Etiyopya adım adım kaosa doğru sürükleniyor

Etiyopya adım adım kaosa doğru sürükleniyor

110 milyondan fazla nüfusa sahip ve yüzde 62’si Hıristiyan, yüzde 35’i Müslüman olan Etiyopya’da, Hıristiyan Tigray Halk Kurutuluş Cephesi ile Etiyopya ordusu arasındaki çatışmalar, kuzey hattında genişliyor.

Etiyopya‘da federal ordu ve isyancı Tigray Halk Kurutuluş Cephesi (TPLF) arasında çıkan savaş, ülkeyi adım adım kaosa sürüklüyor.

Tigray eyaletindeki çatışmaları Amhara ve Afar eyaletine taşıyan TPLF, ülkenin farklı bölgelerinde hükümetle çatışan silahlı gruplarla ittifak arayışını sürdürüyor.

Oromo Kurtuluş Cephesi’nden (OLF) ayrılan ve hükümet tarafından “terörist” olarak kabul edilen Oromo Kurtuluş Ordusu (OLA), dün, TPLF’yle askeri iş birliği yaptığını ve diğer muhalif gruplarla koalisyon kurulması için çalıştıklarını duyurdu.

Hedasi Barajı’nın inşa edildiği batıdaki Benishangul Gumuz eyaletindeki Gumuz isyancılarıyla da iş birliği yaptığı ileri sürülen TPLF, şartları kabul edilene kadar ateşkesi kabul etmeyeceğini açıkladı.

Başbakan Abiy Ahmed, TPLF’nin ilerleyişi sonrası vatandaşlarına “orduya katılma” çağrısı yaptı.

Sadece Tigray ve çevresinde çatışmalardan dolayı şimdiye kadar 2,1 milyon kişi yerinden olurken, yaklaşık 80 bin kişi de Sudan’a kaçtı.

Savaşın her iki tarafı da uluslararası insan hakları örgütlerince savaş suçu işlemekle itham ediliyor.

TPLF’nin ilerleyişi sürüyor

Etiyopya ordusu, Kasım 2020’de TPLF isyancılarına karşı başlattığı operasyonda kısmi başarı sağlayarak Tigray’ın başkenti Mekelle’yi ele geçirdi.

Yaklaşık 7 ay Mekelle’de kalan ordu birlikleri, insani durumu gerekçe göstererek 28 Haziran’da bölgeden çekildi.

Etiyopya ordusunun Tigray’dan çekilmesi sonrası çatışmalar, kuzeydeki Afar ve Amhara eyaletlerine de sıçradı ve TPLF, bu eyaletlerde ilerleyişini sürdürdü.

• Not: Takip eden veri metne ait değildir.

impl ProcessingResult {
    /// Names of all parts with a ready raster
    #[must_use]
    pub fn ready_parts(&self) -> Vec<&'static str> {
        let mut parts = Vec::new();
        for (name, ready) in [
            ("treated", self.treated.is_ready()),
            ("cutout", self.cutout.is_ready()),
            ("clean", self.clean.is_ready()),
            ("branded", self.branded.is_ready()),
            ("editorial", self.editorial.is_ready()),
            ("composite", self.composite.is_ready()),
            ("video", self.video.is_ready()),
        ] {
            if ready {
                parts.push(name);
            }
        }
        parts
    }
}

/// UI-facing processing status
#[derive(Debug, Clone, PartialEq, Eq, Default)]
pub enum ProcessingState {
    #[default]
    Idle,
    Loading {
        message: String,
    },
    Success,
    Error {
        message: String,
        recovery: RecoveryAction,
    },
}

impl ProcessingState {
    #[must_use]
    pub fn loading<S: Into<String>>(message: S) -> Self {
        Self::Loading {
            message: message.into(),
        }
    }

    /// Convert an error into its displayable state
    #[must_use]
    pub fn from_error(error: &StudioError) -> Self {
        let msg = error.user_message();
        Self::Error {
            message: msg.text,
            recovery: msg.recovery,
        }
    }

    #[must_use]
    pub fn is_loading(&self) -> bool {
        matches!(self, Self::Loading { .. })
    }
}

/// User-tunable photo adjustments
///
/// Percent values follow CSS filter semantics: 100 is identity for brightness,
/// contrast and saturation, 0 is identity for warmth.
#[derive(Debug, Clone, Copy, PartialEq, Serialize, Deserialize)]
pub struct EditParameters {
    pub brightness: f32,
    pub contrast: f32,
    pub saturation: f32,
    pub warmth: f32,
    pub reflection_intensity: f32,
}

impl Default for EditParameters {
    fn default() -> Self {
        Self {
            brightness: 100.0,
            contrast: 100.0,
            saturation: 100.0,
            warmth: 0.0,
            reflection_intensity: 0.35,
        }
    }
}

impl EditParameters {
    pub const BRIGHTNESS_RANGE: (f32, f32) = (60.0, 150.0);
    pub const CONTRAST_RANGE: (f32, f32) = (80.0, 140.0);
    pub const SATURATION_RANGE: (f32, f32) = (0.0, 200.0);
    pub const WARMTH_RANGE: (f32, f32) = (0.0, 100.0);
    pub const REFLECTION_RANGE: (f32, f32) = (0.0, 1.0);

    /// Clamp every knob into its slider range
    #[must_use]
    pub fn clamped(self) -> Self {
        let clamp = |v: f32, (lo, hi): (f32, f32)| if v.is_nan() { lo } else { v.clamp(lo, hi) };
        Self {
            brightness: clamp(self.brightness, Self::BRIGHTNESS_RANGE),
            contrast: clamp(self.contrast, Self::CONTRAST_RANGE),
            saturation: clamp(self.saturation, Self::SATURATION_RANGE),
            warmth: clamp(self.warmth, Self::WARMTH_RANGE),
            reflection_intensity: clamp(self.reflection_intensity, Self::REFLECTION_RANGE),
        }
    }

    /// Whether the color knobs are all at identity
    #[must_use]
    pub fn is_identity(&self) -> bool {
        (self.brightness - 100.0).abs() < f32::EPSILON
            && (self.contrast - 100.0).abs() < f32::EPSILON
            && (self.saturation - 100.0).abs() < f32::EPSILON
            && self.warmth.abs() < f32::EPSILON
    }
}

#[cfg(test)]
mod tests {
    use super::*;
    use image::{Rgba, RgbaImage};

    #[test]
    fn test_rect_union_and_containment() {
        let a = Rect::new(10, 10, 20, 20);
        let b = Rect::new(25, 5, 10, 10);
        let u = a.union(&b);
        assert_eq!(u, Rect::new(10, 5, 25, 25));
        assert!(u.contains_rect(&a));
        assert!(u.contains_rect(&b));
        assert!(!a.contains_rect(&b));
        assert_eq!(Rect::new(0, 0, 0, 0).union(&a), a);
    }

    #[test]
    fn test_rect_clamp() {
        let r = Rect::new(90, 90, 20, 20).clamp_to(100, 100);
        assert_eq!(r, Rect::new(90, 90, 10, 10));
        assert!(Rect::new(150, 0, 5, 5).clamp_to(100, 100).is_empty());
    }

    #[test]
    fn test_rect_edges_saturate_at_u32_max() {
        let r = Rect::new(u32::MAX - 2, 1, 10, u32::MAX);
        assert_eq!(r.right(), u32::MAX);
        assert_eq!(r.bottom(), u32::MAX);
        assert!(r.clamp_to(100, 100).is_empty());
        assert_eq!(
            Rect::new(1, 1, u32::MAX, 2).clamp_to(4, 4),
            Rect::new(1, 1, 3, 2)
        );
        assert!(Rect::full(u32::MAX, u32::MAX).contains_rect(&r));
    }

    #[test]
    fn test_empty_raster_stays_pending() {
        let empty = DynamicImage::ImageRgba8(RgbaImage::new(0, 0));
        assert!(StageOutcome::from_image(empty).is_pending());

        let one = DynamicImage::ImageRgba8(RgbaImage::from_pixel(1, 1, Rgba([1, 2, 3, 255])));
        assert!(StageOutcome::from_image(one).is_ready());

        assert!(StageOutcome::from_bytes(Vec::new()).is_pending());
    }

    #[test]
    fn test_classification_from_json_is_lenient() {
        let json = serde_json::json!({"category": "Anel", "material": " Ouro 18k ", "gender": "FEMALE"});
        let c = Classification::from_json(&json);
        assert_eq!(c.category, JewelryCategory::Ring);
        assert_eq!(c.material.as_deref(), Some("Ouro 18k"));
        assert_eq!(c.gender, SubjectGender::Female);

        let c = Classification::from_json(&serde_json::json!({"category": 7}));
        assert_eq!(c, Classification::default());
    }

    #[test]
    fn test_category_serde_uses_uppercase_with_fallback() {
        let c: JewelryCategory = serde_json::from_str("\"EARRING\"").unwrap();
        assert_eq!(c, JewelryCategory::Earring);
        let c: JewelryCategory = serde_json::from_str("\"TIARA\"").unwrap();
        assert_eq!(c, JewelryCategory::Other);
    }

    #[test]
    fn test_edit_parameters_clamp_to_slider_ranges() {
        let p = EditParameters {
            brightness: 500.0,
            contrast: 10.0,
            saturation: f32::NAN,
            warmth: -4.0,
            reflection_intensity: 2.0,
        }
        .clamped();
        assert_eq!(p.brightness, 150.0);
        assert_eq!(p.contrast, 80.0);
        assert_eq!(p.saturation, 0.0);
        assert_eq!(p.warmth, 0.0);
        assert_eq!(p.reflection_intensity, 1.0);
        assert!(EditParameters::default().is_identity());
    }

    #[test]
    fn test_captured_image_round_trips_data_url_prefix() {
        let img = DynamicImage::ImageRgba8(RgbaImage::from_pixel(4, 3, Rgba([9, 9, 9, 255])));
        let mut bytes = Vec::new();
        img.write_to(&mut std::io::Cursor::new(&mut bytes), image::ImageFormat::Png)
            .unwrap();
        let captured = CapturedImage::from_encoded(bytes, CaptureSource::Upload).unwrap();
        assert_eq!((captured.width, captured.height), (4, 3));
        assert_eq!(captured.mime, ImageMime::Png);
        assert!(captured.to_data_url().starts_with("data:image/png;base64,"));
    }
}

Amhara eyaletindeki tarihi Lalibela kentine giren TPLF’nin Weldiya kentinin büyük kısmında da kontrolü sağladığı ileri sürülüyor.

OLA, TPLF’yle ittifak halinde

Etiyopya hükümeti tarafından “terörist” örgüt olarak kabul edilen OLA ise dün, TPLF ile ittifak kurduğunu açıkladı.

OLA lideri Kumsa Diriba, “Tek çözüm, bu hükümeti askeri olarak devirmek ve konuşmak istedikleri dili konuşmak.” ifadesini kullandı.

TPLF ile siyasi alanda iş birliği için görüşmelerin devam ettiğinin altını çizen Diriba, ülkedeki diğer grupların da Abiy Ahmed hükümetine karşı büyük bir koalisyon oluşturacağını kaydetti.

OLF’nin 2018’de hükümetle yaptığı barış anlaşmasına katılmayan OLA, daha önce OLF’den ayrıldığını duyurmuştu.

Çatışma bölgelerinde katliam, tecavüz ve işkence arttı

Ülkenin kuzeyinde, ordu birlikleriyle isyancılar arasında çatışmalar devam ederken; katliam, tecavüz ve işkence gibi insan hakları ihlalleri de artış gösterdi.

BM İnsan Hakları Yüksek Komiserliği Ofisi, Tigray bölgesindeki çatışmada, hükümet ve TPLF taraflarını ihlallerle suçladı.

Komiserlik, Eritre birliklerinin de Tigray bölgesinde insan hakları ihlalleri yaptığını kaydederek, hızlı ve doğrulanabilir şekilde geri çekilmesi çağrısında bulundu.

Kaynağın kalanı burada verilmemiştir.